Безумно медленно, чтобы не привлекать ничьего внимания, преодолевая бесконечную боль, Зиру ползла, огибая бесчисленные тумбы, покрытые иероглифами. Огромный портал, ведший внутрь пирамиды, украшенный орнаментом человеческих костей, приближался. Её муки длились уже многие месяцы как будто, и вся сила воли уходила на то, чтобы ползти, смотреть вперёд, ползти ещё дальше. Родившись без рук и ног, Зиру самой судьбой была предназначена для пресмыкательства, и сейчас ей уже казалось, что ничего иного никогда не было, — она ползала в мире пирамид со дня рождения и будет ползать так до самого конца, пока боль не прервёт это жалкое существование…
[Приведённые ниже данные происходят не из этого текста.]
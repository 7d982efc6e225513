//! Breadth-first route field used by the connectivity queries.

use std::collections::VecDeque;

use quantum_maze_core::{CellCoord, GridDimensions};

/// Dense step-count grid seeded from a single origin cell.
///
/// Distances default to `u16::MAX` for cells the search never reached so
/// callers can distinguish sealed-off cells from open ones. The origin is
/// always expanded, whatever terrain it holds, because the player may stand
/// on a tunnelled wall.
#[derive(Clone, Debug, Default)]
pub(crate) struct RouteField {
    dimensions: Option<GridDimensions>,
    distances: Vec<u16>,
}

impl RouteField {
    /// Rebuilds the distances using a breadth-first search from `origin`.
    pub(crate) fn rebuild_with<F>(
        &mut self,
        dimensions: GridDimensions,
        origin: CellCoord,
        mut is_open: F,
    ) where
        F: FnMut(CellCoord) -> bool,
    {
        let cell_count = dimensions.cell_count();
        self.dimensions = Some(dimensions);

        if self.distances.len() != cell_count {
            self.distances = vec![u16::MAX; cell_count];
        } else {
            self.distances.fill(u16::MAX);
        }

        let Some(origin_index) = dimensions.index(origin) else {
            return;
        };
        self.distances[origin_index] = 0;

        let mut queue = VecDeque::new();
        queue.push_back(origin);

        while let Some(cell) = queue.pop_front() {
            let Some(current_index) = dimensions.index(cell) else {
                continue;
            };
            let current_distance = self.distances[current_index];

            if current_distance >= u16::MAX.saturating_sub(1) {
                continue;
            }

            let next_distance = current_distance + 1;

            for neighbor in cell.neighbors() {
                let Some(neighbor_index) = dimensions.index(neighbor) else {
                    continue;
                };

                if self.distances[neighbor_index] <= next_distance {
                    continue;
                }

                if !is_open(neighbor) {
                    continue;
                }

                self.distances[neighbor_index] = next_distance;
                queue.push_back(neighbor);
            }
        }
    }

    /// Steps from the origin to the cell, if the search reached it.
    #[must_use]
    pub(crate) fn distance(&self, cell: CellCoord) -> Option<u16> {
        let index = self.dimensions?.index(cell)?;
        self.distances
            .get(index)
            .copied()
            .filter(|distance| *distance != u16::MAX)
    }
}

/// Reports whether `to` can be reached from `from` by axis steps over cells
/// accepted by `is_open`.
pub fn reachable_through<F>(dimensions: GridDimensions, from: CellCoord, to: CellCoord, is_open: F) -> bool
where
    F: FnMut(CellCoord) -> bool,
{
    route_length_through(dimensions, from, to, is_open).is_some()
}

/// Length of the shortest axis-step route from `from` to `to` over cells
/// accepted by `is_open`.
pub fn route_length_through<F>(
    dimensions: GridDimensions,
    from: CellCoord,
    to: CellCoord,
    is_open: F,
) -> Option<u32>
where
    F: FnMut(CellCoord) -> bool,
{
    let mut field = RouteField::default();
    field.rebuild_with(dimensions, from, is_open);
    field.distance(to).map(u32::from)
}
У портала замерли две статуи, два тощих великана из чёрного мрамора, облачённых в золотые доспехи. Они держали перед собой громадные башенные щиты, опирались на копья чёрного стекла, имели за спинами большие луки, а на ярких поясах — мечи, похожие на топоры. Вместо лиц у великанов были шакальи маски. Зиру очень медленно проползла рядом со стопой одного, осторожно обогнула пятку, чтобы не коснуться ни единой чешуйкой, и заползла в портал.
Внутри великой гробницы были длинные галереи, перемежавшиеся квадратными и прямоугольными залами. Колонны, исписанные светящимися иероглифами, уходили в тёмную высь. Громадные помещения были пусты, но стены покрывали прекрасные фрески из серебра, обсидиана, алебастра, золота и самоцветов. По напольным плитам передвигались только чёрные гиганты с шакальими головами, грозные, ужасающие, совершенно неживые. В некоторых залах находились большие квадратные бассейны, на поверхности воды зеленели листья гигантских кувшинок, а на бортиках, где плитку покрывал тростниковый узор, замерли ибисы. Не сразу удавалось понять, что кувшинки были нефритовыми, ибисы — яшмовыми, а вода — стерильной. Никакая жизнь не обитала в гробнице Зенреба, даже незримая.
Между залами и анфиладами находились всё новые массивные порталы, которые, один за другим приходилось преодолевать. Не прекращая агонизировать, Зиру ползла, прячась от стражей за колоннами, обползая помещения по краю, то и дело замирая, что было мучительнее всего, потому что тогда боль захватывала всё её естество. Если бы не касания Эгидиуса, его поддержка, вера в неё, сущность Зиру была бы разорвана в клочья. Но он всё время был рядом, проходил через это вместе с ней.
— Совсем немного, прекраснейшая, остался последний, сорок четвёртый.
Она хотела спросить, куда они движутся, что у них за цель, ведь за прошедшие эпохи госпожа убийц уже не помнила, кто она и зачем явилась в это проклятое место, почему ей так больно.
Зал за последним порталом был квадратным и находился на самой центральной оси пирамиды, прямо под грандиозной серебряной вершиной, накопившей за века колоссальный зарядю. По стенам зала в иероглифах и фресках струилась история Зенреба Алого, сначала просто великого мага с горячей кровью и живым сердцем, потом — ещё не бога, но уже не смертного. Великий волшебник своего времени, первый, кто ощутил тягу к силе не живого и разработал сложный метод выделения гурханы из смертельных эманаций. Даже Джассар Ансафарус не делал ничего подобного, а Зенреб додумался и смог.